Did you know that there is more than one way you can test for ovulation at home? There are actually three ways that you can do this.

1. Menstrual diary
A quick and simple way to find out whether you ovulate (release an egg) is to keep track of when your period comes each month. Most women who ovulate each month will have about 28 to 30 days between the first day of one period and the first day of the next.

It is normal to have some variability in the number of days between periods, but if they are coming as close together as every 24 days or as far apart as every 35 days, there is a chance that you are not ovulating normally.
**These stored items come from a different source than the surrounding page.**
#[test]
fn test_for_loop_with_continue_and_break() {
    let output = run_output(
        "local int sum = 0;\n\
         for (local int i = 0; i < 10; i = i + 1) {\n\
           if (i % 2 == 1) continue;\n\
           if (i == 8) break;\n\
           sum = sum + i;\n\
         }\n\
         Printf(\"%d\", sum);",
        &[],
    );
    assert_eq!(output, "12"); // 0 + 2 + 4 + 6
}

#[test]
fn test_while_reads_until_eof() {
    let output = run_output(
        "local int count = 0; while (!FEof()) { uchar b; count = count + 1; } Printf(\"%d\", count);",
        &[9, 9, 9],
    );
    assert_eq!(output, "3");
}

#[test]
fn test_user_function() {
    let output = run_output(
        "int Sum(int a, int b) { return a + b; } Printf(\"%d\", Sum(2, 3));",
        &[],
    );
    assert_eq!(output, "5");
}

#[test]
fn test_recursive_function() {
    let output = run_output(
        "int Fact(int n) { if (n <= 1) return 1; return n * Fact(n - 1); } Printf(\"%d\", Fact(5));",
        &[],
    );
    assert_eq!(output, "120");
}

#[test]
fn test_void_function_side_effect() {
    let output = run_output(
        "void Hello(int n) { Printf(\"hi %d\", n); } Hello(3);",
        &[],
    );
    assert_eq!(output, "hi 3");
}

// ========== Built-ins ==========

#[test]
fn test_read_scalar_does_not_move_cursor() {
    let output = run_output(
        "local int v = ReadUShort(2); local int t = FTell(); Printf(\"%d %d\", v, t);",
        &[0, 0, 0x2A, 0x00],
    );
    assert_eq!(output, "42 0");
}

#[test]
fn test_read_scalar_at_cursor() {
    let output = run_output(
        "uchar skip; Printf(\"%d %d\", ReadUInt(), FTell());",
        &[0x01, 0x05, 0x00, 0x00, 0x00],
    );
    assert_eq!(output, "5 1");
}

#[test]
fn test_read_string_and_strlen() {
    let output = run_output(
        "local string s = ReadString(2);\n\
         Printf(\"%s %d %d\", s, Strlen(s), FTell());",
        b"ABCD\0EF",
    );
    assert_eq!(output, "CD 2 0");
}

#[test]
fn test_read_string_with_maxlen() {
    let output = run_output(
        "Printf(\"%s\", ReadString(0, 3));",
        b"ABCDEF",
    );
    assert_eq!(output, "ABC");
}

#[test]
fn test_read_bytes_fills_buffer() {
    let output = run_output(
        "local uchar buf[2]; ReadBytes(buf, 1, 2); Printf(\"%d %d %d\", buf[0], buf[1], FTell());",
        &[10, 20, 30],
    );
    assert_eq!(output, "20 30 0");
}

#[test]
fn test_file_size_and_feof() {
    let output = run_output(
        "Printf(\"%d %d\", FileSize(), FEof());",
        &[0, 0, 0],
    );
    assert_eq!(output, "3 0");
}

#[test]
fn test_ceil() {
    let output = run_output("Printf(\"%g\", Ceil(2.1));", &[]);
    assert_eq!(output, "3");
}

#[test]
fn test_warning_prefixes_output() {
    let output = run_output("Warning(\"bad %d\", 7);", &[]);
    assert_eq!(output, "WARNING: bad 7");
}

#[test]
fn test_find_all_stub_prints_notice() {
    let output = run_output("FindAll(1, 2);", &[]);
    assert_eq!(output, "FindAll(): not implemented\n");
}

#[test]
fn test_template_test_harness() {
    let output = run_output("__template_test__(1 == 1); __template_test__(0);", &[]);
    assert_eq!(output, "OK\nFAIL\n");
}

// ========== Colors ==========

#[test]
fn test_colors_recorded_on_entries() {
    let forest = run(
        "SetBackColor(cRed); uchar a; SetBackColor(cNone); uchar b; SetBackColor(cNotAColor); uchar c;",
        &[1, 2, 3],
    );
    assert_eq!(forest[0].bg_color, Some(0x0000_00FF));
    assert_eq!(forest[1].bg_color, Some(0xFFFF_FFFF));
    assert_eq!(forest[2].bg_color, None);
}

#[test]
fn test_color_scoped_to_struct_body() {
    let forest = run(
        "SetBackColor(cRed);\n\
         struct S { SetBackColor(cGreen); uchar a; } s;\n\
         uchar z;",
        &[1, 2],
    );
    assert_eq!(forest[0].children[0].bg_color, Some(0x0000_FF00));
    assert_eq!(forest[1].bg_color, Some(0x0000_00FF));
}

#[test]
fn test_fore_color() {
    let forest = run("SetForeColor(cWhite); uchar a;", &[1]);
    assert_eq!(forest[0].fg_color, Some(0x00FF_FFFF));
}

// ========== Errors ==========

#[test]
fn test_short_read_is_eof_error() {
    let (kind, forest) = run_expecting_error("uint32 big;", &[0x01, 0x02]);
    assert_eq!(kind, ErrorKind::Eof);
    assert!(forest.is_empty());
}

#[test]
fn test_undefined_variable() {
    let (kind, _) = run_expecting_error("local int x = nope;", &[]);
    assert_eq!(kind, ErrorKind::UndefinedName);
}

#[test]
fn test_undefined_type() {
    let (kind, _) = run_expecting_error("Mystery m;", &[0u8; 8]);
    assert_eq!(kind, ErrorKind::UndefinedName);
}

#[test]
fn test_redeclaration_in_same_scope() {
    let (kind, _) = run_expecting_error("local int x = 1; local int x = 2;", &[]);
    assert_eq!(kind, ErrorKind::Redeclaration);
}

#[test]
fn test_shadowing_in_inner_scope_allowed() {
    let output = run_output(
        "local int x = 1; if (1) { local int x = 2; Printf(\"%d \", x); } Printf(\"%d\", x);",
        &[],
    );
    assert_eq!(output, "2 1");
}

#[test]
fn test_variable_colliding_with_type_name() {
    let (kind, _) = run_expecting_error("local int int = 1;", &[]);
    assert_eq!(kind, ErrorKind::Redeclaration);
}

#[test]
fn test_const_rejects_assignment() {
    let (kind, _) = run_expecting_error("const int K = 5; K = 6;", &[]);
    assert_eq!(kind, ErrorKind::Type);
}

#[test]
fn test_index_out_of_bounds() {
    let (kind, _) = run_expecting_error("local uchar buf[2]; local int x = buf[5];", &[]);
    assert_eq!(kind, ErrorKind::Index);
}

#[test]
fn test_cast_overflow_is_arithmetic_error() {
    let (kind, _) = run_expecting_error("local int x = (uchar)300;", &[]);
    assert_eq!(kind, ErrorKind::Arithmetic);
}

#[test]
fn test_arity_error() {
    let (kind, _) = run_expecting_error("LittleEndian(1);", &[]);
    assert_eq!(kind, ErrorKind::Arity);
}

#[test]
fn test_color_requires_identifier() {
    let (kind, _) = run_expecting_error("SetBackColor(1 + 2);", &[]);
    assert_eq!(kind, ErrorKind::Type);
}

#[test]
fn test_error_carries_stream_offset() {
    let mut engine = TemplateEngine::new();
    let mut stream = SliceStream::new(&[0u8; 2]);
    engine.parse("uchar a; uint32 big;").expect("parse failed");
    let err = engine.read_io(&mut stream).expect_err("run should fail");
    assert_eq!(err.kind, ErrorKind::Eof);
    assert_eq!(err.offset, Some(1));
}

// ========== Engine surface ==========

#[test]
fn test_parse_accumulates_across_calls() {
    let mut engine = TemplateEngine::new();
    engine.parse("uchar a;").expect("first parse failed");
    engine.parse("uchar b;").expect("second parse failed");
    let mut stream = SliceStream::new(&[1, 2]);
    engine.read_io(&mut stream).expect("run failed");
    let forest = engine.create_template();
    assert_eq!(forest.len(), 2);
    assert_eq!(forest[1].name, "b");
}

#[test]
fn test_read_io_rebinds_stream_and_resets_ledger() {
    let mut engine = TemplateEngine::new();
    engine.parse("uchar a;").expect("parse failed");

    let mut first = SliceStream::new(&[1]);
    engine.read_io(&mut first).expect("first run failed");
    assert_eq!(engine.create_template()[0].value, EntryValue::Unsigned(1));

    let mut second = SliceStream::new(&[9]);
    engine.read_io(&mut second).expect("second run failed");
    let forest = engine.create_template();
    assert_eq!(forest.len(), 1);
    assert_eq!(forest[0].value, EntryValue::Unsigned(9));
}

#[test]
fn test_parse_error_parks_engine_in_error_state() {
    let mut engine = TemplateEngine::new();
    assert!(engine.parse("struct {").is_err());
    assert_eq!(engine.state(), VmState::Error);
    let err = engine.last_error().expect("no recorded error");
    assert_eq!(err.kind, ErrorKind::Syntax);
}

#[test]
fn test_entry_hook_sees_children_first() {
    use std::cell::RefCell;
    use std::rc::Rc;

    let seen = Rc::new(RefCell::new(Vec::new()));
    let sink = Rc::clone(&seen);

    let mut engine = TemplateEngine::new();
    engine.set_entry_hook(move |entry: &Entry| {
        sink.borrow_mut().push(entry.name.clone());
    });
    let mut stream = SliceStream::new(&[1, 2]);
    engine
        .run("struct P { uchar x; uchar y; } p;", &mut stream)
        .expect("run failed");

    assert_eq!(*seen.borrow(), vec!["x", "y", "p"]);
}

#[test]
fn test_print_hook_receives_chunks() {
    use std::cell::RefCell;
    use std::rc::Rc;

    let captured = Rc::new(RefCell::new(String::new()));
    let sink = Rc::clone(&captured);

    let mut engine = TemplateEngine::new();
    engine.set_print_hook(move |chunk: &str| {
        sink.borrow_mut().push_str(chunk);
    });
    let mut stream = SliceStream::new(&[]);
    engine.run("Printf(\"a\"); Printf(\"b\");", &mut stream).expect("run failed");

    assert_eq!(*captured.borrow(), "ab");
}

// ========== Layout invariants ==========

#[test]
fn test_ledger_preserves_declaration_order() {
    let forest = run("uchar a; uchar b; uchar c;", &[1, 2, 3]);
    let names: Vec<&str> = forest.iter().map(|e| e.name.as_str()).collect();
    assert_eq!(names, vec!["a", "b", "c"]);
}

#[test]
fn test_stream_values_within_bounds() {
    let forest = run(
        "struct P { ushort a; uchar b; } p[2]; uchar tail;",
        &[1, 0, 2, 3, 0, 4, 5],
    );
    let size = 7u64;
    fn check(entry: &Entry, size: u64) {
        assert!(entry.offset + entry.size <= size, "entry {} out of bounds", entry.name);
        for child in &entry.children {
            check(child, size);
        }
    }
    for entry in &forest {
        check(entry, size);
    }
}

#[test]
fn test_pure_struct_size_is_sum_of_fields() {
    let forest = run(
        "struct H { uint32 a; ushort b; uchar c; } h;",
        &[0u8; 7],
    );
    let h = &forest[0];
    let sum: u64 = h.children.iter().map(|c| c.size).sum();
    assert_eq!(h.size, sum);
    assert_eq!(h.size, 7);
}

#[test]
fn test_backward_seek_in_struct_body_yields_empty_span() {
    // A body that only seeks backward never reaches past its own start.
    let forest = run("uchar z; struct S { FSeek(0); } s;", &[0x07, 0x08]);
    assert_eq!(forest[1].name, "s");
    assert_eq!(forest[1].offset, 1);
    assert_eq!(forest[1].size, 0);
}

#[test]
fn test_backward_seek_after_read_keeps_max_span() {
    let forest = run(
        "struct T { ushort a; FSeek(0); } t; uchar first;",
        &[0x01, 0x00, 0xFF],
    );
    // The span covers the bytes the member read, not the rewound cursor.
    assert_eq!(forest[0].size, 2);
    // The next declaration really does read from the rewound position.
    assert_eq!(forest[1].offset, 0);
    assert_eq!(forest[1].value, EntryValue::Unsigned(1));
}

#[test]
fn test_backward_seek_in_array_element_body() {
    let forest = run(
        "uchar pad; struct E { FSeek(0); uchar v; } e[1];",
        &[0x2A, 0x00],
    );
    let e = &forest[1];
    assert_eq!(e.offset, 1);
    assert_eq!(e.size, 0);
    assert_eq!(e.children[0].children[0].value, EntryValue::Unsigned(42));
}

#[test]
fn test_alias_param_coerces_like_primitive() {
    let output = run_output(
        "typedef uchar Flag; void Show(Flag f) { Printf(\"%d\", f); } Show(300);",
        &[],
    );
    assert_eq!(output, "44");
}

#[test]
fn test_alias_return_type_coerces() {
    let output = run_output(
        "typedef uchar Small; Small Clip(int v) { return v; } Printf(\"%d\", Clip(300));",
        &[],
    );
    assert_eq!(output, "44");
}

#[test]
fn test_explicit_seek_within_struct_spans_cursor_range() {
    // FSeek inside a struct body: size spans start to final cursor.
    let forest = run(
        "struct S { uchar a; FSeek(4); uchar b; } s;",
        &[1, 0, 0, 0, 9, 0],
    );
    let s = &forest[0];
    assert_eq!(s.children[1].offset, 4);
    assert_eq!(s.children[1].value, EntryValue::Unsigned(9));
    assert_eq!(s.size, 5);
}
2. Basal Body Temperature (BBT)
BBT is the temperature of your body under resting conditions. BBT should be measured each morning when you wake up but before you get out of bed. Writing down the temperature each day is helpful as a test of ovulation because the BBT increases after ovulation.

BBT is usually low, fluctuating between 97 and 98 degrees Fahrenheit. Just before ovulation, the BBT falls to its lowest level and then rises by 0.4 to 0.8 degrees about 2-4 days after ovulation.
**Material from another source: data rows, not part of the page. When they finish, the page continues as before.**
// Math built-ins

use crate::error::InterpretError;
use crate::eval::value::{FloatWidth, Value};
use crate::eval::Interpreter;
use crate::parser::ast::Expr;
use crate::span::Span;

pub fn register(interp: &mut Interpreter<'_>) {
    interp.register_builtin("Ceil", builtin_ceil);
}

fn builtin_ceil(
    interp: &mut Interpreter<'_>,
    args: &[Expr],
    span: Span,
) -> Result<Value, InterpretError> {
    if args.len() != 1 {
        return Err(interp.arity_error("Ceil", "1", args.len()).with_span(span));
    }
    let v = interp.eval_value(&args[0])?;
    if !v.is_scalar() {
        return Err(interp
            .type_error(format!("expected scalar, got '{}'", v.type_name))
            .with_span(args[0].span));
    }
    Ok(Value::float(FloatWidth::W64, v.to_f64()?.ceil()))
}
A common misconception is that the most fertile days are when the BBT is elevated. If you are waiting to have intercourse until your BBT is high, that is probably too late. In fact, the most fertile day is when the temperature is at its lowest, i.e. JUST BEFORE ovulation.

If you are trying to get pregnant, it is best to have sperm in the system before ovulation rather than after. However, many times the lowest temperature point is not obvious until after the BBT rises significantly. For this reason, recording the BBT is not that useful for timing out intercourse for any given month. It is helpful to record temperatures over a few months to get a sense of when the fertile days typically are. You can then stop recording your temperatures and focus on having intercourse around that time of the month.

3. Ovulation Predictor Kits
These kits can be found at your local drug store and can be useful for testing ovulation. The kits work by measuring a hormone called Luteinizing Hormone (LH), which is produced by the brain in large amounts just before ovulation. Most of the kits are designed like home pregnancy tests, and use urine to measure LH.

For most women, testing should start around the 10th day of the menstrual cycle. That is, 10 days after the first day of her period. Testing should be done in the late afternoon or early evening (between 4 p.m. and 10 p.m.) because urine at this time of day is most likely to detect the surge of LH that occurs in the blood several hours earlier. Ovulation usually occurs 14-24 hours after the test turns positive. The most fertile day is the day the test turns positive.